En entrant dans la grange délabrée, elle se souvenait des parties de cache-cache avec son grand-père. Les ouvriers râlaient, mais ils n’osaient rien dire – c’était lui le patron.

Elle sourit en pensant à ces moments. Et soudain, elle comprit. Son grand-père lui avait laissé bien plus qu’une grange : il lui avait légué des souvenirs, de l’amour et du temps passé ensemble.
Elle leva les yeux vers la mezzanine en paille — l’un des coins préférés de son grand-père. Elle décida d’y monter une dernière fois, « pour le retrouver ».
Mais l’échelle céda sous son poids, la faisant tomber. En chutant, une partie du plancher s’écroula, révélant quelque chose de caché.
Secouée mais indemne, Alice vit un sac noir tombé du plafond. Elle fouilla dans les débris, le trouva, et l’ouvrit. À l’intérieur : des liasses de billets… et une lettre.

Elle lut :
« À ma chère Alice,
Si tu lis ceci, c’est que tu m’as trouvé encore une fois. Je n’ai jamais été bon au cache-cache.
Je t’ai laissé cette grange pour que tu puisses rebâtir ma ferme. Contrairement à tes frères, je sais combien tu aimais cette terre… et moi.
C’est chez toi ici. L’argent que tu tiens entre les mains, je l’ai économisé pour toi. Je crois en toi.
Tu peux y arriver.
Avec tout mon amour,
Ton papy. »
Lorsqu’Alice eut fini de lire le mot, elle était en larmes. Elle aurait aimé avoir plus confiance en son grand-père. Cependant, elle était aussi ravie de l’opportunité qui lui avait été offerte. Elle savait enfin qu’il n’était pas vraiment parti. Il était toujours avec elle. Sinon, comment aurait-elle pu songer à le retrouver ?
Cette année-là, Alice consacra tous ses efforts et l’argent qu’elle avait donné à la relance de la ferme. Elle la racheta, ferma son entreprise et s’installa à la ferme. Après de nombreux mois de dur labeur, elle gagna enfin ses premiers revenus.

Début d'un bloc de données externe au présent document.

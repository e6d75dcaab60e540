// AdaSense - Adaptive sampling and budgeted telemetry codec
// Copyright (c) 2025 David Martin Venti
//
// Dual-licensed under AGPL-3.0 and Commercial License.
// See LICENSE file for details.

//! Configuration types for AdaSense policies
//!
//! - [`PolicyConfig`]: everything a policy needs at construction time
//! - [`QuantizeConfig`]: per-dataset fixed-point precision (`quantize.json`)
//! - [`ThresholdTable`]: precomputed adaptive thresholds keyed by policy
//!   name and target fraction

use std::collections::BTreeMap;
use std::fs;
use std::path::Path;

use serde::{Deserialize, Serialize};

use crate::encoder::MAX_STABLE_WIDTH;
use crate::error::{AdasenseError, ConfigError, Result};
use crate::protocol::{
    EncodingMode, EncryptionMode, BIT_WIDTH, DEFAULT_SEED, MARGIN, MAX_PRECISION,
};

/// Targets closer than this share a threshold entry
const TARGET_TOLERANCE: f64 = 1e-6;

/// Policy-level configuration
#[derive(Debug, Clone, PartialEq, Serialize, Deserialize)]
pub struct PolicyConfig {
    /// Fraction of the sequence to collect, in (0, 1]
    pub target: f64,

    /// Fractional bits of the fixed-point format
    pub precision: u32,

    /// Global bit width (standard encoding; grouped uses it for the
    /// integer bit count `width - precision`)
    pub width: u32,

    /// Features per measurement
    pub num_features: usize,

    /// Measurements per sequence
    pub seq_length: usize,

    /// Encryption applied to messages after encoding
    pub encryption_mode: EncryptionMode,

    /// Codec used by adaptive policies
    pub encoding_mode: EncodingMode,

    /// Compress standard messages
    pub should_compress: bool,

    /// Seed for the policy's random number generator
    pub seed: u64,
}

impl Default for PolicyConfig {
    fn default() -> Self {
        Self {
            target: 0.5,
            precision: 8,
            width: BIT_WIDTH,
            num_features: 1,
            seq_length: 50,
            encryption_mode: EncryptionMode::Stream,
            encoding_mode: EncodingMode::Standard,
            should_compress: false,
            seed: DEFAULT_SEED,
        }
    }
}

impl PolicyConfig {
    /// Create a configuration for sequences of `seq_length` measurements with
    /// `num_features` features each
    pub fn new(target: f64, num_features: usize, seq_length: usize) -> Self {
        Self {
            target,
            num_features,
            seq_length,
            ..Default::default()
        }
    }

    /// Set the target fraction
    pub fn with_target(mut self, target: f64) -> Self {
        self.target = target;
        self
    }

    /// Set the fractional precision
    pub fn with_precision(mut self, precision: u32) -> Self {
        self.precision = precision;
        self
    }

    /// Set the global bit width
    pub fn with_width(mut self, width: u32) -> Self {
        self.width = width;
        self
    }

    /// Set the encryption mode
    pub fn with_encryption(mut self, mode: EncryptionMode) -> Self {
        self.encryption_mode = mode;
        self
    }

    /// Set the encoding mode
    pub fn with_encoding(mut self, mode: EncodingMode) -> Self {
        self.encoding_mode = mode;
        self
    }

    /// Enable or disable compression of standard messages
    pub fn with_compression(mut self, should_compress: bool) -> Self {
        self.should_compress = should_compress;
        self
    }

    /// Set the random seed
    pub fn with_seed(mut self, seed: u64) -> Self {
        self.seed = seed;
        self
    }

    /// Apply the precision from a dataset's quantization settings
    pub fn with_quantize(mut self, quantize: &QuantizeConfig) -> Self {
        self.precision = quantize.precision;
        self
    }

    /// Check every field; called by policy constructors
    pub fn validate(&self) -> Result<()> {
        if !(self.target.is_finite() && self.target > 0.0 && self.target <= 1.0 + MARGIN) {
            return Err(ConfigError::InvalidTarget(self.target).into());
        }
        if self.width == 0 || self.width > MAX_STABLE_WIDTH {
            return Err(ConfigError::InvalidWidth {
                width: self.width,
                min: 1,
                max: MAX_STABLE_WIDTH,
            }
            .into());
        }
        if self.precision > MAX_PRECISION {
            return Err(ConfigError::InvalidPrecision {
                precision: self.precision,
                max: MAX_PRECISION,
            }
            .into());
        }
        if self.num_features == 0 || self.seq_length == 0 {
            return Err(ConfigError::InvalidDimensions {
                num_features: self.num_features,
                seq_length: self.seq_length,
            }
            .into());
        }
        Ok(())
    }
}

/// Dataset quantization settings, read from `quantize.json`
#[derive(Debug, Clone, Copy, PartialEq, Eq, Serialize, Deserialize)]
pub struct QuantizeConfig {
    /// Fractional bits
    pub precision: u32,
}

impl QuantizeConfig {
    /// Load from a JSON file of the form `{"precision": 10}`
    pub fn from_path(path: impl AsRef<Path>) -> Result<Self> {
        let path = path.as_ref();
        let file_error = |reason: String| ConfigError::QuantizeFile {
            path: path.display().to_string(),
            reason,
        };

        let text = fs::read_to_string(path).map_err(|e| file_error(e.to_string()))?;
        let config: Self = serde_json::from_str(&text).map_err(|e| file_error(e.to_string()))?;

        if config.precision > MAX_PRECISION {
            return Err(ConfigError::InvalidPrecision {
                precision: config.precision,
                max: MAX_PRECISION,
            }
            .into());
        }
        Ok(config)
    }
}

/// Precomputed thresholds for adaptive policies.
///
/// Serialized as `{"adaptive_heuristic": {"0.3": 0.12, "0.5": 0.04}}`.
/// Lookups that miss return 0.0 with a warning.
#[derive(Debug, Clone, Default, PartialEq)]
pub struct ThresholdTable {
    entries: BTreeMap<String, Vec<(f64, f64)>>,
}

impl ThresholdTable {
    /// Empty table; every lookup falls back to 0.0
    pub fn new() -> Self {
        Self::default()
    }

    /// Parse a table from JSON text
    pub fn from_json(text: &str) -> Result<Self> {
        let raw: BTreeMap<String, BTreeMap<String, f64>> = serde_json::from_str(text)
            .map_err(|e| ConfigError::ThresholdFormat(e.to_string()))?;

        let mut table = Self::new();
        for (name, targets) in raw {
            for (key, threshold) in targets {
                let target: f64 = key.trim().parse().map_err(|_| {
                    ConfigError::ThresholdFormat(format!(
                        "target key {:?} of {} is not a number",
                        key, name
                    ))
                })?;
                table.insert(&name, target, threshold);
            }
        }
        Ok(table)
    }

    /// Load a table from a JSON file
    pub fn from_path(path: impl AsRef<Path>) -> Result<Self> {
        let path = path.as_ref();
        let file_error = |reason: String| ConfigError::ThresholdFile {
            path: path.display().to_string(),
            reason,
        };

        let text = fs::read_to_string(path).map_err(|e| file_error(e.to_string()))?;
        Self::from_json(&text).map_err(|e| match e {
            AdasenseError::Config(ConfigError::ThresholdFormat(reason)) => {
                file_error(reason).into()
            }
            other => other,
        })
    }

    /// Load a table, or fall back to an empty one when the file is missing
    pub fn load_or_default(path: impl AsRef<Path>) -> Result<Self> {
        let path = path.as_ref();
        if !path.exists() {
            log::warn!(
                "No threshold file at {}. Thresholds default to 0.0",
                path.display()
            );
            return Ok(Self::new());
        }
        Self::from_path(path)
    }

    /// Add or replace the threshold for `(name, target)`
    pub fn insert(&mut self, name: &str, target: f64, threshold: f64) {
        let entries = self.entries.entry(name.to_lowercase()).or_default();
        match entries
            .iter_mut()
            .find(|entry| (entry.0 - target).abs() < TARGET_TOLERANCE)
        {
            Some(entry) => entry.1 = threshold,
            None => entries.push((target, threshold)),
        }
    }

    /// Threshold for `(name, target)`, if present
    pub fn get(&self, name: &str, target: f64) -> Option<f64> {
        self.entries
            .get(&name.to_lowercase())?
            .iter()
            .find(|entry| (entry.0 - target).abs() < TARGET_TOLERANCE)
            .map(|&(_, threshold)| threshold)
    }

    /// Threshold for `(name, target)`; 0.0 with a warning when missing
    pub fn lookup(&self, name: &str, target: f64) -> f64 {
        match self.get(name, target) {
            Some(threshold) => threshold,
            None => {
                log::warn!(
                    "No threshold for {} at target {}. Defaulting to 0.0",
                    name,
                    target
                );
                0.0
            }
        }
    }

    /// Number of `(name, target)` entries
    pub fn len(&self) -> usize {
        self.entries.values().map(Vec::len).sum()
    }

    /// True when the table holds no entries
    pub fn is_empty(&self) -> bool {
        self.len() == 0
    }

    /// Serialize in the same layout [`ThresholdTable::from_json`] reads
    pub fn to_json(&self) -> Result<String> {
        let raw: BTreeMap<&str, BTreeMap<String, f64>> = self
            .entries
            .iter()
            .map(|(name, entries)| {
                let targets = entries
                    .iter()
                    .map(|(target, threshold)| (target.to_string(), *threshold))
                    .collect();
                (name.as_str(), targets)
            })
            .collect();
        serde_json::to_string_pretty(&raw)
            .map_err(|e| ConfigError::ThresholdFormat(e.to_string()).into())
    }
}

Lors des récoltes suivantes, la ferme était célèbre et prospère. Et lorsque son frère en apprit la nouvelle, ils furent remplis de regrets. Ils n’avaient jamais pris le temps de travailler sur la maison dont ils avaient hérité, et lorsqu’ils le voulurent, il était trop tard.
La maison était un vrai dépotoir, et ils n’en tiraient qu’une maigre rémunération. Pour couronner le tout, leurs carrières n’étaient pas au beau fixe. Ils décidèrent de demander de l’aide à Alice, honteusement. Cependant, contrairement à eux, elle subvint à leurs besoins avec grâce et les réconforta dans leurs difficultés.